The 1975’s fourth studio album is 80 (eighty) minutes long. If that sounds like your idea of hell, you can stop reading this review now: you’re not going to like this record. Should you, like many of my fellow Picky Bastards, find Matty Healy to be a total gobshite, his lyrics to be pseudo-intellectual and the band’s synth-pop sound to be saccharine in the extreme, Notes on a Conditional Form won’t change your mind. I, however, am a convert to their cause. On listening to last year’s Mercury Prize nominees, I was blindsided by their 2018 album A Brief Inquiry Into Online Relationships. I thought, what if this hyperactive pop band were given the same benefit of the doubt we give to ‘serious’ artists whose lyrical concerns are similarly centred on contemporary society? Maybe, then, this genre-hopping stuff is actually…pretty good?
The outspoken Healy is a big part of why I find this band so weirdly fascinating. He is both a participant and chronicler of our always-on generation, and, as the last album showed, has the potential to create one of its defining documents. And The 1975 have left nothing out in their effort to do just this. The band have spoken about how this is very much a maximalist “fuck it” record, with 22 tracks recorded across 16 studios, and collaborations with diverse artists from Phoebe Bridgers to Cutty Ranks. With such unbound ambition, it had the potential to be a To Pimp a Butterfly or a Be Here Now. What we’ve got (unfortunately/thankfully) is neither.

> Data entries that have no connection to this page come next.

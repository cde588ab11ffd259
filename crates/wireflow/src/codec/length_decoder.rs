//! Decoder implementation for message bodies with a known content length.
//!
//! This module provides functionality to decode bodies whose size is declared
//! up front (a `Content-Length` framed body), as defined in
//! [RFC 7230 Section 3.3.2](https://tools.ietf.org/html/rfc7230#section-3.3.2).

use std::cmp;

use crate::protocol::{ChunkError, PayloadItem};
use bytes::BytesMut;
use tokio_util::codec::Decoder;

/// A decoder for handling bodies with a known content length.
///
/// The decoder tracks the remaining bytes to be read and ensures the total
/// payload matches the declared length.
#[derive(Debug, Clone, PartialEq, Eq)]
pub struct LengthDecoder {
    /// The number of bytes remaining to be read from the payload
    length: u64,
}

impl LengthDecoder {
    /// Creates a new LengthDecoder instance.
    ///
    /// # Arguments
    /// * `length` - The total content length to decode
    pub fn new(length: u64) -> Self {
        Self { length }
    }
}

impl Decoder for LengthDecoder {
    type Item = PayloadItem;
    type Error = ChunkError;

    /// Decodes bytes from the input buffer according to the content length.
    ///
    /// # Returns
    /// * `Ok(Some(PayloadItem::Eof(None)))` when all bytes have been read;
    ///   a length-framed body never carries chunked input info
    /// * `Ok(Some(PayloadItem::Chunk(bytes)))` when a piece of the payload is decoded
    /// * `Ok(None)` when more data is needed
    fn decode(&mut self, src: &mut BytesMut) -> Result<Option<Self::Item>, Self::Error> {
        if self.length == 0 {
            return Ok(Some(PayloadItem::Eof(None)));
        }

        if src.is_empty() {
            return Ok(None);
        }

        // Read the minimum of remaining length and available bytes
        let len = cmp::min(self.length, src.len() as u64);
        let bytes = src.split_to(len as usize).freeze();

        self.length -= bytes.len() as u64;
        Ok(Some(PayloadItem::Chunk(bytes)))
    }
}
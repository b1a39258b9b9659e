//! Extraction configuration and settings-file resolution
//!
//! Runs are configured through a JSON settings file with two optional
//! fields:
//!
//! ```json
//! {
//!     "samples_per_group": 1024,
//!     "algorithm": "autocorrelation"
//! }
//! ```
//!
//! Resolution is strict: an unrecognized algorithm name or a window size
//! below 2 samples is a validation failure raised before any audio is
//! touched, never silently replaced by a default.

use std::path::Path;

use serde::Deserialize;

use crate::error::ExtractionError;
use crate::estimators::Algorithm;

/// Window size used when the settings file does not specify one
pub const DEFAULT_SAMPLES_PER_GROUP: usize = 1024;

/// Raw settings-file shape; both fields optional
#[derive(Debug, Deserialize)]
struct RawSettings {
    samples_per_group: Option<i64>,
    algorithm: Option<String>,
}

/// Validated extraction parameters, immutable for an entire run
#[derive(Debug, Clone)]
pub struct ExtractionConfig {
    /// Analysis window size in samples (>= 2)
    pub samples_per_group: usize,

    /// Estimation strategy applied to every window
    pub algorithm: Algorithm,
}

impl Default for ExtractionConfig {
    fn default() -> Self {
        Self {
            samples_per_group: DEFAULT_SAMPLES_PER_GROUP,
            algorithm: Algorithm::SpectralPeak,
        }
    }
}

impl ExtractionConfig {
    /// Load and resolve a settings file
    ///
    /// A missing or unreadable file is a fatal configuration error; the
    /// caller is expected to abort before processing any audio.
    ///
    /// # Errors
    ///
    /// Returns `ExtractionError::InvalidConfig` when the file cannot be
    /// read, is not valid JSON, or fails validation.
    pub fn load(path: &Path) -> Result<Self, ExtractionError> {
        let text = std::fs::read_to_string(path).map_err(|e| {
            ExtractionError::InvalidConfig(format!("cannot read {}: {}", path.display(), e))
        })?;
        Self::from_settings_str(&text)
    }

    /// Resolve settings from a JSON string
    ///
    /// Absent fields fall back to their defaults (1024 samples per group,
    /// spectral_peak). Algorithm names are matched case-insensitively.
    ///
    /// # Errors
    ///
    /// Returns `ExtractionError::InvalidConfig` when the JSON is invalid,
    /// `samples_per_group` is below 2, or the algorithm name is unknown.
    ///
    /// # Example
    ///
    /// ```
    /// use domfreq::{Algorithm, ExtractionConfig};
    ///
    /// let config = ExtractionConfig::from_settings_str(r#"{"algorithm": "cepstral"}"#)?;
    /// assert_eq!(config.algorithm, Algorithm::Cepstral);
    /// assert_eq!(config.samples_per_group, 1024);
    /// # Ok::<(), domfreq::ExtractionError>(())
    /// ```
    pub fn from_settings_str(text: &str) -> Result<Self, ExtractionError> {
        let raw: RawSettings = serde_json::from_str(text)
            .map_err(|e| ExtractionError::InvalidConfig(format!("invalid settings JSON: {}", e)))?;

        let samples_per_group = raw
            .samples_per_group
            .unwrap_or(DEFAULT_SAMPLES_PER_GROUP as i64);
        if samples_per_group < 2 {
            return Err(ExtractionError::InvalidConfig(format!(
                "'samples_per_group' must be at least 2, got {}",
                samples_per_group
            )));
        }

        let name = raw.algorithm.as_deref().unwrap_or("spectral_peak");
        let algorithm = Algorithm::from_name(name).ok_or_else(|| {
            ExtractionError::InvalidConfig(format!(
                "unknown algorithm '{}', supported algorithms are: {}",
                name,
                Algorithm::KNOWN_NAMES.join(", ")
            ))
        })?;

        let config = Self {
            samples_per_group: samples_per_group as usize,
            algorithm,
        };
        log::debug!(
            "Resolved settings: samples_per_group={}, algorithm={}",
            config.samples_per_group,
            config.algorithm.name()
        );
        Ok(config)
    }

    /// Check the run invariants
    ///
    /// # Errors
    ///
    /// Returns `ExtractionError::InvalidConfig` when `samples_per_group`
    /// is below 2.
    pub fn validate(&self) -> Result<(), ExtractionError> {
        if self.samples_per_group < 2 {
            return Err(ExtractionError::InvalidConfig(format!(
                "'samples_per_group' must be at least 2, got {}",
                self.samples_per_group
            )));
        }
        Ok(())
    }
}
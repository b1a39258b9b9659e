//! Frequency-series artifact writing
//!
//! Each extraction run produces a plain-text file: one comment line naming
//! the algorithm, then one frequency per line with 2 decimal places, in
//! window order. Output names are disambiguated (`name.txt`, `name1.txt`,
//! `name2.txt`, ...) so repeated runs never overwrite earlier results.

use std::fs::{File, OpenOptions};
use std::io::{self, Write};
use std::path::{Path, PathBuf};

use crate::estimators::Algorithm;

/// Render the output artifact for a frequency series
///
/// # Example
///
/// ```
/// use domfreq::{output::format_report, Algorithm};
///
/// let text = format_report(Algorithm::SpectralPeak, &[440.0, 0.0]);
/// assert_eq!(text, "# Algorithm used: spectral_peak\n440.00\n0.00\n");
/// ```
pub fn format_report(algorithm: Algorithm, frequencies: &[f32]) -> String {
    let mut text = format!("# Algorithm used: {}\n", algorithm.name());
    for freq in frequencies {
        text.push_str(&format!("{:.2}\n", freq));
    }
    text
}

/// Claim the next free output path for a base name
///
/// Tries `<base>.txt`, then `<base>1.txt`, `<base>2.txt`, ... and creates
/// the first name that does not exist yet. Creation uses `create_new`
/// semantics, so concurrent runs racing for the same base name each claim
/// a distinct file.
///
/// # Errors
///
/// Returns an error when the file cannot be created for any reason other
/// than the name being taken.
pub fn claim_output_path(dir: &Path, base: &str) -> io::Result<(File, PathBuf)> {
    let mut counter = 0u32;
    loop {
        let candidate = if counter == 0 {
            dir.join(format!("{}.txt", base))
        } else {
            dir.join(format!("{}{}.txt", base, counter))
        };

        match OpenOptions::new()
            .write(true)
            .create_new(true)
            .open(&candidate)
        {
            Ok(file) => return Ok((file, candidate)),
            Err(e) if e.kind() == io::ErrorKind::AlreadyExists => counter += 1,
            Err(e) => return Err(e),
        }
    }
}

/// Write a frequency series to the next free output path
///
/// Creates `dir` if needed and returns the path actually written.
///
/// # Errors
///
/// Returns an error when the directory or file cannot be created or
/// written.
pub fn write_report(
    dir: &Path,
    base: &str,
    algorithm: Algorithm,
    frequencies: &[f32],
) -> io::Result<PathBuf> {
    std::fs::create_dir_all(dir)?;
    let (mut file, path) = claim_output_path(dir, base)?;
    file.write_all(format_report(algorithm, frequencies).as_bytes())?;
    log::debug!(
        "Wrote {} estimates to {}",
        frequencies.len(),
        path.display()
    );
    Ok(path)
}
//! Command-line front-end: extract per-window dominant frequencies from
//! the audio files in the current directory.
//!
//! Reads `settings.json` for the window size and algorithm, lets the
//! operator pick which files to process (automatically when only one
//! candidate exists), and writes one text artifact per file into
//! `output/`. Files are processed in parallel; a file that fails to decode
//! is reported and skipped.

use std::path::{Path, PathBuf};

use rayon::prelude::*;

use domfreq::io::{decode_audio, find_audio_files};
use domfreq::output::write_report;
use domfreq::select::{ConsoleSelector, FileSelector};
use domfreq::{extract_frequencies, ExtractionConfig};

const SETTINGS_PATH: &str = "settings.json";
const OUTPUT_DIR: &str = "output";

fn main() {
    env_logger::init();

    if let Err(e) = run() {
        eprintln!("Error: {}", e);
        std::process::exit(1);
    }
}

fn run() -> Result<(), Box<dyn std::error::Error>> {
    let config = ExtractionConfig::load(Path::new(SETTINGS_PATH))?;

    let candidates = find_audio_files(Path::new("."))?;
    if candidates.is_empty() {
        return Err("no supported audio files found in the current directory".into());
    }

    let selected = if candidates.len() == 1 {
        println!(
            "Found only one audio file: {}. Processing automatically.",
            candidates[0].display()
        );
        candidates
    } else {
        ConsoleSelector.select(&candidates)?
    };

    let output_dir = Path::new(OUTPUT_DIR);
    std::fs::create_dir_all(output_dir)?;

    let outcomes: Vec<(PathBuf, Result<PathBuf, String>)> = selected
        .par_iter()
        .map(|path| (path.clone(), process_file(path, &config, output_dir)))
        .collect();

    for (path, outcome) in &outcomes {
        match outcome {
            Ok(written) => println!(
                "File '{}' processed. Output: '{}' (Algorithm: {})",
                path.display(),
                written.display(),
                config.algorithm.name()
            ),
            Err(e) => eprintln!("Error processing '{}': {}", path.display(), e),
        }
    }

    Ok(())
}

/// Decode, extract and write one file; errors are reported per file so the
/// remaining files keep processing.
fn process_file(
    path: &Path,
    config: &ExtractionConfig,
    output_dir: &Path,
) -> Result<PathBuf, String> {
    let (samples, sample_rate) = decode_audio(path).map_err(|e| e.to_string())?;

    let frequencies =
        extract_frequencies(&samples, sample_rate, config).map_err(|e| e.to_string())?;

    let base = path
        .file_stem()
        .and_then(|s| s.to_str())
        .ok_or_else(|| format!("cannot derive an output name for '{}'", path.display()))?;

    write_report(output_dir, base, config.algorithm, &frequencies).map_err(|e| e.to_string())
}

Firstly, the good stuff. A big reason for A Brief Inquiry’s success was the way the band would just try anything. Like scrolling through your social media feed, they’ll wildly flick between subjects and genres simply because it feels right, and NOACF continues this approach to sometimes thrilling effect. For instance, the juxtaposition of Greta Thunberg’s monologue with the industrial punk rallying cry of “People” is a killer intro. From this they segue from symphonic interlude, to UK garage, to gentle folk. It’s a fine opening salvo.
In fact, this free-spirited exploration makes for a really enjoyable first half of the record. The band most often delves into alt rock and UK garage/house, and it is to their credit that they sound compelling in either mode – whether it’s the frenetic beats on ‘Yeah I Know’ or the tenderly acoustic ‘Jesus Christ 2005 God Bless America’. This first half steadily builds to a peak with my two favourite songs on the record: ‘I Think There’s Something You Should Know’ and ‘Nothing Revealed / Everything Denied’. The latter kind of illustrates the divisive nature of this band. Yes folks, Healy is rapping the bridge in auto-tune. And yes, this should be sacrilegious behaviour. But you know what? It just works – only serving to add to the honesty of his lyricism.

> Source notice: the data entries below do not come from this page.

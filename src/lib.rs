//! # domfreq
//!
//! A dominant-frequency extraction engine for offline audio analysis:
//! one frequency estimate per fixed-length window, using one of four
//! interchangeable estimation strategies.
//!
//! ## Features
//!
//! - **Spectral peak**: strongest bin of the magnitude spectrum
//! - **Autocorrelation**: periodicity peak past the zero-lag descent
//! - **Zero-crossing rate**: mean spacing between sign changes
//! - **Cepstral**: quefrency peak of the log-magnitude spectrum
//!
//! ## Quick Start
//!
//! ```
//! use domfreq::{extract_frequencies, ExtractionConfig};
//!
//! // Mono samples at 44.1 kHz (here: a 440 Hz tone)
//! let samples: Vec<f32> = (0..4096)
//!     .map(|i| (2.0 * std::f32::consts::PI * 440.0 * i as f32 / 44100.0).sin())
//!     .collect();
//!
//! let config = ExtractionConfig::default();
//! let frequencies = extract_frequencies(&samples, 44100, &config)?;
//!
//! // One estimate per 1024-sample window, in time order
//! assert_eq!(frequencies.len(), 4);
//! # Ok::<(), domfreq::ExtractionError>(())
//! ```
//!
//! ## Architecture
//!
//! The extraction pipeline follows this flow:
//!
//! ```text
//! Audio Input → Windowing → Per-Window Estimation → Frequency Series → Output
//! ```
//!
//! Decoding audio containers ([`io`]), settings resolution ([`config`]),
//! file selection ([`select`]) and artifact writing ([`output`]) wrap the
//! pure core ([`segment`], [`estimators`]).

#![warn(missing_docs)]
#![warn(clippy::all)]

pub mod config;
pub mod error;
pub mod estimators;
pub mod io;
pub mod output;
pub mod segment;
pub mod select;

// Re-export main types
pub use config::ExtractionConfig;
pub use error::ExtractionError;
pub use estimators::Algorithm;

/// Extract one dominant-frequency estimate per window of a signal
///
/// Partitions `samples` into sequential, non-overlapping windows of
/// `config.samples_per_group` samples (the last window may be shorter) and
/// applies the configured estimator to each, in time order. Two runs over
/// identical inputs produce identical output.
///
/// # Arguments
///
/// * `samples` - Mono audio samples
/// * `sample_rate` - Sample rate in Hz
/// * `config` - Validated extraction parameters
///
/// # Returns
///
/// One frequency estimate in Hz per window, in window (hence time) order;
/// 0.0 entries mean "no determinable periodicity". An empty signal yields
/// an empty series.
///
/// # Errors
///
/// Returns `ExtractionError` when the configuration or sample rate is
/// invalid. Estimation itself never fails: the estimators are total over
/// all window contents.
///
/// # Example
///
/// ```
/// use domfreq::{extract_frequencies, Algorithm, ExtractionConfig};
///
/// let samples = vec![0.0f32; 2048]; // silence
/// let config = ExtractionConfig {
///     samples_per_group: 1024,
///     algorithm: Algorithm::Autocorrelation,
/// };
/// let frequencies = extract_frequencies(&samples, 44100, &config)?;
/// assert_eq!(frequencies, vec![0.0, 0.0]);
/// # Ok::<(), domfreq::ExtractionError>(())
/// ```
pub fn extract_frequencies(
    samples: &[f32],
    sample_rate: u32,
    config: &ExtractionConfig,
) -> Result<Vec<f32>, ExtractionError> {
    config.validate()?;

    if sample_rate == 0 {
        return Err(ExtractionError::InvalidInput(
            "Invalid sample rate: 0".to_string(),
        ));
    }

    log::debug!(
        "Extracting frequencies: {} samples at {} Hz, window={}, algorithm={}",
        samples.len(),
        sample_rate,
        config.samples_per_group,
        config.algorithm.name()
    );

    let frequencies: Vec<f32> = segment::chunk_ranges(samples.len(), config.samples_per_group)
        .map(|range| config.algorithm.estimate(&samples[range], sample_rate))
        .collect();

    log::debug!("Extracted {} window estimates", frequencies.len());

    Ok(frequencies)
}
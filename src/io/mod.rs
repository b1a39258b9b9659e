//! Audio input: container decoding and candidate-file discovery

pub mod decoder;

pub use decoder::decode_audio;

use std::io;
use std::path::{Path, PathBuf};

/// File extensions the decoder accepts
pub const SUPPORTED_EXTENSIONS: [&str; 4] = ["wav", "flac", "ogg", "aiff"];

/// List the supported audio files in a directory
///
/// Matches extensions case-insensitively and returns plain files only,
/// sorted by name so listings are deterministic.
///
/// # Errors
///
/// Returns an error when the directory cannot be read.
pub fn find_audio_files(dir: &Path) -> io::Result<Vec<PathBuf>> {
    let mut files = Vec::new();
    for entry in std::fs::read_dir(dir)? {
        let path = entry?.path();
        if !path.is_file() {
            continue;
        }
        let supported = path
            .extension()
            .and_then(|ext| ext.to_str())
            .map(|ext| {
                let ext = ext.to_ascii_lowercase();
                SUPPORTED_EXTENSIONS.iter().any(|&s| s == ext)
            })
            .unwrap_or(false);
        if supported {
            files.push(path);
        }
    }
    files.sort();
    Ok(files)
}

#[cfg(test)]
mod tests {
    use super::*;
    use std::fs;

    fn scratch_dir(name: &str) -> PathBuf {
        let dir = std::env::temp_dir().join(format!("domfreq-io-{}-{}", name, std::process::id()));
        let _ = fs::remove_dir_all(&dir);
        fs::create_dir_all(&dir).unwrap();
        dir
    }

    #[test]
    fn test_find_audio_files_filters_and_sorts() {
        let dir = scratch_dir("filter");
        for name in ["b.wav", "a.FLAC", "notes.txt", "c.ogg", "d.aiff", "e.mp3"] {
            fs::write(dir.join(name), b"").unwrap();
        }

        let files = find_audio_files(&dir).unwrap();
        let names: Vec<_> = files
            .iter()
            .map(|p| p.file_name().unwrap().to_str().unwrap())
            .collect();
        assert_eq!(names, vec!["a.FLAC", "b.wav", "c.ogg", "d.aiff"]);

        fs::remove_dir_all(&dir).unwrap();
    }

    #[test]
    fn test_find_audio_files_ignores_directories() {
        let dir = scratch_dir("dirs");
        fs::create_dir_all(dir.join("nested.wav")).unwrap();

        let files = find_audio_files(&dir).unwrap();
        assert!(files.is_empty());

        fs::remove_dir_all(&dir).unwrap();
    }

    #[test]
    fn test_find_audio_files_empty_directory() {
        let dir = scratch_dir("empty");
        assert!(find_audio_files(&dir).unwrap().is_empty());
        fs::remove_dir_all(&dir).unwrap();
    }
}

Yet, enjoyable as it is, what the first half or so of this record lacks is a coherent narrative. And those hoping that side one’s many loose threads would be tied up on side two of this double album are to be sorely disappointed. As the last 35 minutes of NOACF drags on, it begins to reveal itself as less an album and more a dump of unconnected ideas from extensive recording sessions. Generic pop songs (‘Tonight (I Wish I Was Your Boy)’, ‘What Should I Say’) coexist with incidental dance experiments which belong on an electronic side project (‘Shiny Collarbone’, ‘Having No Head’) and bland bonus track fare (‘Don’t Worry’).

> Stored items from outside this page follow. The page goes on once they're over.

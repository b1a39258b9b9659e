//! Performance benchmarks for frequency extraction

use criterion::{black_box, criterion_group, criterion_main, Criterion};
use domfreq::{extract_frequencies, Algorithm, ExtractionConfig};

fn bench_extract_frequencies(c: &mut Criterion) {
    // Synthetic audio (30 seconds at 44.1kHz)
    let samples: Vec<f32> = (0..44100 * 30)
        .map(|i| (i as f32 * 440.0 * 2.0 * std::f32::consts::PI / 44100.0).sin() * 0.5)
        .collect();

    for algorithm in [
        Algorithm::SpectralPeak,
        Algorithm::Autocorrelation,
        Algorithm::ZeroCrossing,
        Algorithm::Cepstral,
    ] {
        let config = ExtractionConfig {
            samples_per_group: 1024,
            algorithm,
        };
        c.bench_function(&format!("extract_30s_{}", algorithm.name()), |b| {
            b.iter(|| {
                let _ = extract_frequencies(black_box(&samples), black_box(44100), &config);
            });
        });
    }
}

criterion_group!(benches, bench_extract_frequencies);
criterion_main!(benches);
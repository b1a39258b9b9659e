//! Autocorrelation frequency estimation
//!
//! Finds the waveform period as the lag of the strongest autocorrelation
//! peak past the zero-lag descent.
//!
//! # Algorithm
//!
//! 1. Subtract the window mean.
//! 2. Compute the autocorrelation over all non-negative lags:
//!    `acf[lag] = sum(x[i] * x[i + lag])`.
//! 3. Walk the first discrete differences of the lag sequence to the first
//!    index where the difference turns positive, i.e. the first point that
//!    leaves the zero-lag peak's descent. A sequence that never turns
//!    upward carries no periodicity.
//! 4. From that index onward, take the lag of maximum autocorrelation and
//!    return `sample_rate / lag`.
//!
//! The direct O(n * lags) evaluation keeps the lag values exact, which the
//! difference walk in step 3 depends on: the "never turns upward" case must
//! see true zeros and true monotone descents, not transform round-off.

use super::remove_mean;

/// Estimate the dominant frequency from the autocorrelation peak
///
/// Returns 0.0 when the autocorrelation never turns upward after the
/// zero-lag peak, or when the peak search lands back on lag 0.
///
/// Callers guarantee `chunk.len() >= 2` (see [`super::Algorithm::estimate`]).
pub(crate) fn estimate(chunk: &[f32], sample_rate: u32) -> f32 {
    let centered = remove_mean(chunk);
    let acf = autocorrelate(&centered);

    // First index where the first difference turns positive.
    let start = match acf
        .windows(2)
        .position(|pair| pair[1] - pair[0] > 0.0)
    {
        Some(index) => index,
        None => return 0.0,
    };

    // Lag of maximum autocorrelation from the upturn to the end; the first
    // occurrence wins on ties.
    let mut peak_lag = start;
    let mut peak_value = acf[start];
    for (lag, &value) in acf.iter().enumerate().skip(start + 1) {
        if value > peak_value {
            peak_value = value;
            peak_lag = lag;
        }
    }

    if peak_lag == 0 {
        return 0.0;
    }
    sample_rate as f32 / peak_lag as f32
}

/// Autocorrelation over all non-negative lags, zero-lag first
fn autocorrelate(signal: &[f32]) -> Vec<f32> {
    let n = signal.len();
    (0..n)
        .map(|lag| {
            signal[..n - lag]
                .iter()
                .zip(&signal[lag..])
                .map(|(a, b)| a * b)
                .sum()
        })
        .collect()
}
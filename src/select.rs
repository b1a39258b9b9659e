//! File selection
//!
//! Choosing which candidate files to process is injected behind a small
//! trait so the extraction pipeline stays free of interactive I/O and
//! fully testable. The binary wires in the console implementation; tests
//! use scripted selectors.

use std::io::{self, BufRead, Write};
use std::path::PathBuf;

/// Chooses which candidate files to process
pub trait FileSelector {
    /// Return the chosen subset of `candidates`, in processing order
    ///
    /// # Errors
    ///
    /// Returns an error when the selection source fails (e.g. stdin
    /// closed).
    fn select(&self, candidates: &[PathBuf]) -> io::Result<Vec<PathBuf>>;
}

/// Selects every candidate, for scripted runs
pub struct SelectAll;

impl FileSelector for SelectAll {
    fn select(&self, candidates: &[PathBuf]) -> io::Result<Vec<PathBuf>> {
        Ok(candidates.to_vec())
    }
}

/// A parsed selection answer
#[derive(Debug, Clone, Copy, PartialEq, Eq)]
pub enum Choice {
    /// Process every candidate
    All,
    /// Process the candidate at this index
    One(usize),
}

/// Parse one line of selection input against a candidate count
///
/// Accepts `a`/`A` for all files, or a 0-based index below `count`.
/// Anything else is `None` and the caller should prompt again.
pub fn parse_choice(input: &str, count: usize) -> Option<Choice> {
    let input = input.trim();
    if input.eq_ignore_ascii_case("a") {
        return Some(Choice::All);
    }
    match input.parse::<usize>() {
        Ok(index) if index < count => Some(Choice::One(index)),
        _ => None,
    }
}

/// Interactive selector prompting on the console
///
/// Prints a numbered candidate list, then reads choices from stdin until
/// one parses; invalid input re-prompts.
pub struct ConsoleSelector;

impl FileSelector for ConsoleSelector {
    fn select(&self, candidates: &[PathBuf]) -> io::Result<Vec<PathBuf>> {
        println!("Audio files found in the current directory:");
        for (index, path) in candidates.iter().enumerate() {
            println!("  [{}] {}", index, path.display());
        }
        println!("Choose a file by number, or 'A' to process all files.");

        let stdin = io::stdin();
        let mut line = String::new();
        loop {
            print!("Your choice: ");
            io::stdout().flush()?;

            line.clear();
            if stdin.lock().read_line(&mut line)? == 0 {
                return Err(io::Error::new(
                    io::ErrorKind::UnexpectedEof,
                    "input closed before a choice was made",
                ));
            }

            match parse_choice(&line, candidates.len()) {
                Some(Choice::All) => return Ok(candidates.to_vec()),
                Some(Choice::One(index)) => return Ok(vec![candidates[index].clone()]),
                None => println!("Invalid input. Please enter a valid number or 'A'."),
            }
        }
    }
}
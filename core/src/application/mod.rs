//! Application layer - Use case services.
//!
//! Services are thin orchestrators that:
//! - Accept domain types as inputs
//! - Use ports (traits) and backends for external dependencies
//! - Return domain types as outputs

mod forwarding_service;

pub use forwarding_service::{ForwardingService, StartOptions, StartOutcome};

Some smart lines (“I won’t get clothes online ’cause I get worried about the fit / But that rule don’t apply concerning my relationships” from ‘Playing On My Mind’) and the odd snappy tune (such as the charming 80s pop pastiche “If You’re Too Shy (Let Me Know)’) save the record from petering out without any redeeming features. But the inclusion of so many average tracks shows that for all their musical chops, The 1975 are severely lacking in discipline.
By the end of NOACF, the message is unclear. The lacklustre second half makes the more interesting political and personal songs on the album’s first side seem like ideas that the band got bored with. But maybe that’s the perfect message; instead of making a grand artistic statement about our wired generation, on Notes on a Conditional Form The 1975 ended up embodying our distracted selves.